The Competition Commission of India (ICC) fined Google, owned by Alphabet, in October:GOOGLInc, with $161 million for exploiting its dominant position in Android, which is used by 97% of smartphones in India, and asked it to change restrictions placed on smartphone makers regarding the pre-installation of apps.
Google has so far said the ICC’s decision will force it to change its business model as usual, but its appeal to the Indian Supreme Court quantifies for the first time the impact and details the changes the company will have to make.

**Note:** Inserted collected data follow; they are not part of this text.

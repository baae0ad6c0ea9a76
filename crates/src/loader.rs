//! Reads a tree description (JSON) plus optional session settings.

use crate::config::Settings;
use crate::tree::Element;
use serde::{Deserialize, Serialize};
use std::fs;
use std::io::{self, Read};
use std::path::{Path, PathBuf};
use thiserror::Error;

#[derive(Debug, Error)]
pub enum LoadError {
    #[error("failed to read {path}: {source}")]
    Io {
        path: PathBuf,
        #[source]
        source: io::Error,
    },
    #[error("failed to parse tree description: {0}")]
    Parse(#[from] serde_json::Error),
}

#[derive(Debug, Clone, Default, PartialEq, Serialize, Deserialize)]
pub struct Document {
    #[serde(default)]
    pub settings: Settings,
    /// `null` or missing is accepted; a pass over it does nothing.
    #[serde(default)]
    pub root: Option<Element>,
}

pub fn from_str(s: &str) -> Result<Document, LoadError> {
    let doc: Document = serde_json::from_str(s)?;
    log::debug!(
        "loaded document: root={:?} programmers_mode={} ignored={}",
        doc.root.as_ref().map(|r| r.id.as_str()),
        doc.settings.programmers_mode,
        doc.settings.ignore.len()
    );
    Ok(doc)
}

/// Load from a file, `-` meaning stdin.
pub fn load(path: &Path) -> Result<Document, LoadError> {
    let io_err = |source| LoadError::Io {
        path: path.to_path_buf(),
        source,
    };
    let raw = if path.as_os_str() == "-" {
        let mut buf = String::new();
        io::stdin().read_to_string(&mut buf).map_err(io_err)?;
        buf
    } else {
        fs::read_to_string(path).map_err(io_err)?
    };
    from_str(&raw)
}

#[cfg(test)]
mod tests {
    use super::*;
    use crate::tree::ElementKind;
    use std::io::Write;

    #[test]
    fn parses_settings_and_tree() {
        let doc = from_str(
            r#"{
                "settings": { "programmers_mode": true, "ignore": ["x"], "weights": { "menu_title": 400 } },
                "root": { "id": "w", "children": [ { "id": "ok", "kind": "dialog_button", "text": "OK" } ] }
            }"#,
        )
        .unwrap();
        assert!(doc.settings.programmers_mode);
        assert_eq!(doc.settings.ignore, vec!["x".to_string()]);
        assert_eq!(doc.settings.weights.menu_title, 400);
        assert_eq!(doc.settings.weights.dialog_button, 300);
        let root = doc.root.unwrap();
        assert_eq!(root.children[0].kind, ElementKind::DialogButton);
    }

    #[test]
    fn missing_root_is_not_an_error() {
        let doc = from_str("{}").unwrap();
        assert!(doc.root.is_none());
        assert!(!doc.settings.programmers_mode);
        let doc = from_str(r#"{ "root": null }"#).unwrap();
        assert!(doc.root.is_none());
    }

    #[test]
    fn malformed_input_is_a_parse_error() {
        let err = from_str(r#"{ "root": { "kind": "container" } }"#).unwrap_err();
        assert!(matches!(err, LoadError::Parse(_)));
        let err = from_str("not json").unwrap_err();
        assert!(err.to_string().starts_with("failed to parse tree description"));
    }

    #[test]
    fn loads_from_file() {
        let mut f = tempfile::NamedTempFile::new().unwrap();
        write!(f, r#"{{ "root": {{ "id": "w", "text": "Main" }} }}"#).unwrap();
        let doc = load(f.path()).unwrap();
        assert_eq!(doc.root.unwrap().text, "Main");
    }

    #[test]
    fn missing_file_reports_the_path() {
        let dir = tempfile::tempdir().unwrap();
        let path = dir.path().join("absent.json");
        let err = load(&path).unwrap_err();
        assert!(matches!(err, LoadError::Io { .. }));
        assert!(err.to_string().contains("absent.json"));
    }
}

Google will have to modify its current contracts, introduce new licensing agreements and alter its current agreements with more than 1,100 device makers and thousands of app developers, he says.
“The tremendous advance in the growth of an ecosystem of device manufacturers, app developers and users is about to stop due to corrective measures,” Google’s request, which is not public, states.
“Google will have to introduce far-reaching changes to the Android mobile platform, which has been in place for the last 14-15 years.”
A Google spokesman declined to comment.
Google has expressed concern about India’s decision, as the ordered corrective measures are seen as more sweeping than the European Commission’s landmark 2018 ruling for imposing illegal restrictions on Android mobile device makers. Google challenged the record $4.3 billion fine in that case.
Google licenses its Android system to smartphone makers, but critics say it imposes restrictions such as mandatory pre-installation of its own apps, which are anti-competitive. The company argues that those deals help keep Android free.
In October, the ICC ordered Google not to ban Android phone users in India from uninstalling its apps; Currently, you can’t remove apps like Google Maps or YouTube from Android phones when they’re pre-installed.
The ICC also said Google’s licensing of its Play Store “will not be tied to the requirement to pre-install” Google’s search services, Chrome browser, YouTube or any other Google app.
“No other jurisdiction has ever requested changes of such scope based on similar conduct,” Google said in its court pleadings.
The company has asked the Supreme Court to suspend the corrective measures ordered by the ICC, which will come into force on January 19, according to court documents dated January 7. The case is likely to be seen in the coming days.